Inflation climbed 8.3% in August, according to news released yesterday, adding to the already bleak financial picture.
Gas costs may be slightly down, but the price of food, housing, and other necessities continues to be extremely expensive. Americans are scrimping and saving across the nation as they struggle to make ends meet.
Despite earning a combined $100,000 annually, Briana and Ken Howard are reducing their luxury spending and using coupons. Due to escalating prices for local lodging and dining, the family’s yearly trip to North Carolina’s Outer Banks cost $700 more this summer than it did last.
This year, the cost of their daughter’s summer camp increased by $300, and the family also incurred a $1,000 unforeseen car repair expense. Additionally, less money is being spent on home repairs, which hurts Ken’s roofing company. In a way they never did a few years ago, according to Briana, they now have to watch their pennies.

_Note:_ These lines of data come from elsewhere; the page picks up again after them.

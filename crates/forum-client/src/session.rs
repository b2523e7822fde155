//! HTTP session: transport, cookie jar and CSRF token.
//!
//! The transport emulates Chrome 124 on Windows down to the TLS handshake
//! (cipher and extension order, GREASE, HTTP/2 settings), which is what the
//! forum's bot-mitigation edge scores first. Every request also goes out
//! with a clone of the browser header profile. The CSRF token lives behind
//! a lock so the client can be shared across tasks with `&self` methods; a
//! refresh replaces it atomically.

use crate::error::{classify_failure, ErrorBody};
use crate::headers::{self, ACCEPT_XHR, FORM_CONTENT_TYPE, HEADER_REQUESTED_WITH};
use crate::models::CsrfResponse;
use crate::proxy::resolve_system_proxy;
use crate::{ClientConfig, ForumError, ForumResult};
use serde::de::DeserializeOwned;
use serde::Serialize;
use session_cache_store::StoredCookie;
use std::sync::{Arc, RwLock};
use tracing::{debug, error, info, warn};
use wreq::cookie::Jar;
use wreq::header::{HeaderMap, HeaderValue, ACCEPT, CONTENT_TYPE, ORIGIN, REFERER};
use wreq::{Client, Proxy, RequestBuilder, StatusCode};
use wreq_util::{Emulation, Platform, Profile};

/// TLS, HTTP/2 and default-header profile of the browser we present as.
pub(crate) fn browser_emulation() -> Emulation {
    Emulation::builder()
        .profile(Profile::Chrome124)
        .platform(Platform::Windows)
        .build()
}

pub(crate) struct HttpSession {
    base_url: String,
    http: Client,
    jar: Arc<Jar>,
    headers: HeaderMap,
    csrf: RwLock<String>,
}

impl HttpSession {
    pub fn new(config: &ClientConfig) -> ForumResult<Self> {
        let base_url = config.base_url.trim_end_matches('/').to_string();
        // Reject unusable base URLs before the transport sees them.
        url::Url::parse(&base_url)?;
        let jar = Arc::new(Jar::default());

        let mut builder = Client::builder()
            .emulation(browser_emulation())
            .cookie_provider(jar.clone())
            .timeout(config.timeout)
            .no_proxy();

        if config.use_system_proxy {
            if let Some(proxy) = resolve_system_proxy(&base_url)? {
                info!(proxy = %proxy.url, source = proxy.source, "Using outbound proxy");
                builder = builder.proxy(Proxy::all(proxy.url.as_str())?);
            }
        }

        Ok(Self {
            base_url,
            http: builder.build()?,
            jar,
            headers: headers::browser_headers(),
            csrf: RwLock::new(String::new()),
        })
    }

    pub fn base_url(&self) -> &str {
        &self.base_url
    }

    /// Absolute URL for a path, or the value itself when already absolute.
    pub fn url(&self, path: &str) -> String {
        if path.starts_with("http://") || path.starts_with("https://") {
            return path.to_string();
        }
        if path.starts_with('/') {
            format!("{}{}", self.base_url, path)
        } else {
            format!("{}/{}", self.base_url, path)
        }
    }

    pub fn has_csrf_token(&self) -> bool {
        !self.csrf.read().unwrap().is_empty()
    }

    fn set_csrf_token(&self, token: String) {
        *self.csrf.write().unwrap() = token;
    }

    fn api_headers(&self) -> ForumResult<HeaderMap> {
        let token = self.csrf.read().unwrap().clone();
        headers::api_headers(&self.headers, &token)
            .map_err(|e| ForumError::validation(format!("unusable CSRF token: {}", e)))
    }

    fn header_value(value: &str) -> ForumResult<HeaderValue> {
        HeaderValue::from_str(value)
            .map_err(|e| ForumError::validation(format!("invalid header value: {}", e)))
    }

    /// Headers a browser sends from a page of this forum.
    fn page_headers(&self, referer_path: &str) -> ForumResult<HeaderMap> {
        let mut headers = self.api_headers()?;
        headers.insert(ORIGIN, Self::header_value(&self.base_url)?);
        headers.insert(REFERER, Self::header_value(&self.url(referer_path))?);
        Ok(headers)
    }

    /// Plain GET of the site root, like a browser landing on the homepage.
    pub async fn warmup(&self) -> ForumResult<()> {
        let endpoint = "/";
        let response = self
            .http
            .get(self.url(endpoint))
            .headers(self.headers.clone())
            .send()
            .await?;

        let status = response.status();
        if !status.is_success() {
            let body = response.text().await.unwrap_or_default();
            error!(status = %status, endpoint, "Warmup request rejected");
            return Err(classify_failure(status, endpoint, &body));
        }
        debug!(status = %status, "Warmup complete");
        Ok(())
    }

    /// Fetch a fresh CSRF token from `/session/csrf`.
    pub async fn refresh_csrf(&self) -> ForumResult<()> {
        let endpoint = "/session/csrf";
        let mut headers = self.headers.clone();
        headers.insert(ACCEPT, HeaderValue::from_static(ACCEPT_XHR));
        headers.insert(HEADER_REQUESTED_WITH, HeaderValue::from_static("XMLHttpRequest"));
        headers.insert(REFERER, Self::header_value(&self.url("/login"))?);

        let response = self
            .http
            .get(self.url(endpoint))
            .headers(headers)
            .send()
            .await?;

        let status = response.status();
        let body = response.text().await?;
        if !status.is_success() {
            error!(status = %status, endpoint, "CSRF fetch failed");
            return Err(classify_failure(status, endpoint, &body));
        }

        let parsed: CsrfResponse =
            serde_json::from_str(&body).map_err(|e| ForumError::decode(endpoint, e))?;
        if parsed.csrf.trim().is_empty() {
            return Err(ForumError::AuthFailure(
                "forum returned an empty CSRF token".to_string(),
            ));
        }
        self.set_csrf_token(parsed.csrf);
        debug!("CSRF token refreshed");
        Ok(())
    }

    /// POST the login form. Requires a CSRF token from [`Self::refresh_csrf`].
    pub async fn login(&self, username: &str, password: &str) -> ForumResult<()> {
        let endpoint = "/session";
        let form = url::form_urlencoded::Serializer::new(String::new())
            .append_pair("login", username)
            .append_pair("password", password)
            .append_pair("second_factor_method", "1")
            .append_pair("timezone", "Asia/Shanghai")
            .finish();

        let mut headers = self.page_headers("/login")?;
        headers.insert(ACCEPT, HeaderValue::from_static(ACCEPT_XHR));
        headers.insert(CONTENT_TYPE, HeaderValue::from_static(FORM_CONTENT_TYPE));

        let response = self
            .http
            .post(self.url(endpoint))
            .headers(headers)
            .body(form)
            .send()
            .await?;

        let status = response.status();
        let body = response.text().await?;

        if status == StatusCode::FORBIDDEN {
            return Err(classify_failure(status, endpoint, &body));
        }

        let payload = ErrorBody::parse(&body);
        if let Some(message) = payload.error.clone().or_else(|| payload.message()) {
            warn!(username, "Login rejected by the forum");
            return Err(ForumError::AuthFailure(message));
        }
        if status != StatusCode::OK {
            error!(status = %status, endpoint, "Login failed");
            return Err(ForumError::AuthFailure(format!(
                "login returned HTTP {}",
                status.as_u16()
            )));
        }

        Ok(())
    }

    /// Send one request and return the body of a successful response.
    ///
    /// A `BAD CSRF` rejection refreshes the token before the error is
    /// returned, so a retry by the caller goes out with a fresh one.
    async fn execute(&self, request: RequestBuilder, endpoint: &str) -> ForumResult<String> {
        let response = request.send().await?;
        let status = response.status();
        let body = response.text().await?;

        if status.is_success() {
            return Ok(body);
        }

        let err = classify_failure(status, endpoint, &body);
        match &err {
            ForumError::CsrfExpired { .. } => {
                warn!(endpoint, "CSRF token rejected, refreshing");
                if let Err(refresh_err) = self.refresh_csrf().await {
                    error!(endpoint, error = %refresh_err, "CSRF refresh failed");
                }
            }
            ForumError::Blocked { .. } => {
                error!(status = %status, endpoint, "Request blocked by anti-bot edge");
            }
            ForumError::RateLimited { wait_seconds, .. } => {
                warn!(endpoint, wait_seconds = ?wait_seconds, "Rate limited");
            }
            _ => {
                error!(status = %status, endpoint, "Request failed");
            }
        }
        Err(err)
    }

    fn decode<T: DeserializeOwned>(endpoint: &str, body: &str) -> ForumResult<T> {
        serde_json::from_str(body).map_err(|e| ForumError::decode(endpoint, e))
    }

    pub async fn get_json<T: DeserializeOwned>(&self, path: &str) -> ForumResult<T> {
        debug!(endpoint = path, "GET");
        let request = self.http.get(self.url(path)).headers(self.api_headers()?);
        let body = self.execute(request, path).await?;
        Self::decode(path, &body)
    }

    /// POST a JSON body as if sent from the page at `referer_path`.
    pub async fn post_json<B, T>(&self, path: &str, body: &B, referer_path: &str) -> ForumResult<T>
    where
        B: Serialize + ?Sized,
        T: DeserializeOwned,
    {
        debug!(endpoint = path, "POST");
        let request = self
            .http
            .post(self.url(path))
            .headers(self.page_headers(referer_path)?)
            .json(body);
        let body = self.execute(request, path).await?;
        Self::decode(path, &body)
    }

    pub async fn delete(&self, path: &str) -> ForumResult<()> {
        debug!(endpoint = path, "DELETE");
        let request = self.http.delete(self.url(path)).headers(self.api_headers()?);
        self.execute(request, path).await?;
        Ok(())
    }

    /// Cookies currently held for the forum origin.
    pub fn export_cookies(&self) -> Vec<StoredCookie> {
        self.jar
            .matches(self.base_url.as_str())
            .map(|cookie| StoredCookie::new(cookie.name(), cookie.value()))
            .collect()
    }

    /// Load cached cookies into the jar.
    pub fn install_cookies(&self, cookies: &[StoredCookie]) {
        for cookie in cookies {
            self.jar.add(cookie.to_set_cookie(), self.base_url.as_str());
        }
        debug!(count = cookies.len(), "Installed cached cookies");
    }
}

Attorney Rob Abiuso, 55, of Long Island, used to like dining out twice weekly at the neighborhood steakhouse. not anymore. He struggles to make ends meet these days, so eating out means frequenting a basic diner.
He thinks that the cost of his home and auto insurance has increased by around 20%, which has been a killer.
The pandemic destroyed the actor and comedian Gary DeNoia’s finances because he had long worked as a bartender to make ends meet. He was fired from his job at the restaurant, and a lot of his chances to perform also vanished.
To ease some of the stress, the Jersey City resident initially selected a less expensive apartment. The 38-year-old is now back working in restaurants and feels he’s making progress to dig himself out of the financial hole, but inflation and rent hikes have made it difficult. He received unemployment benefits and “learned to be more resourceful.”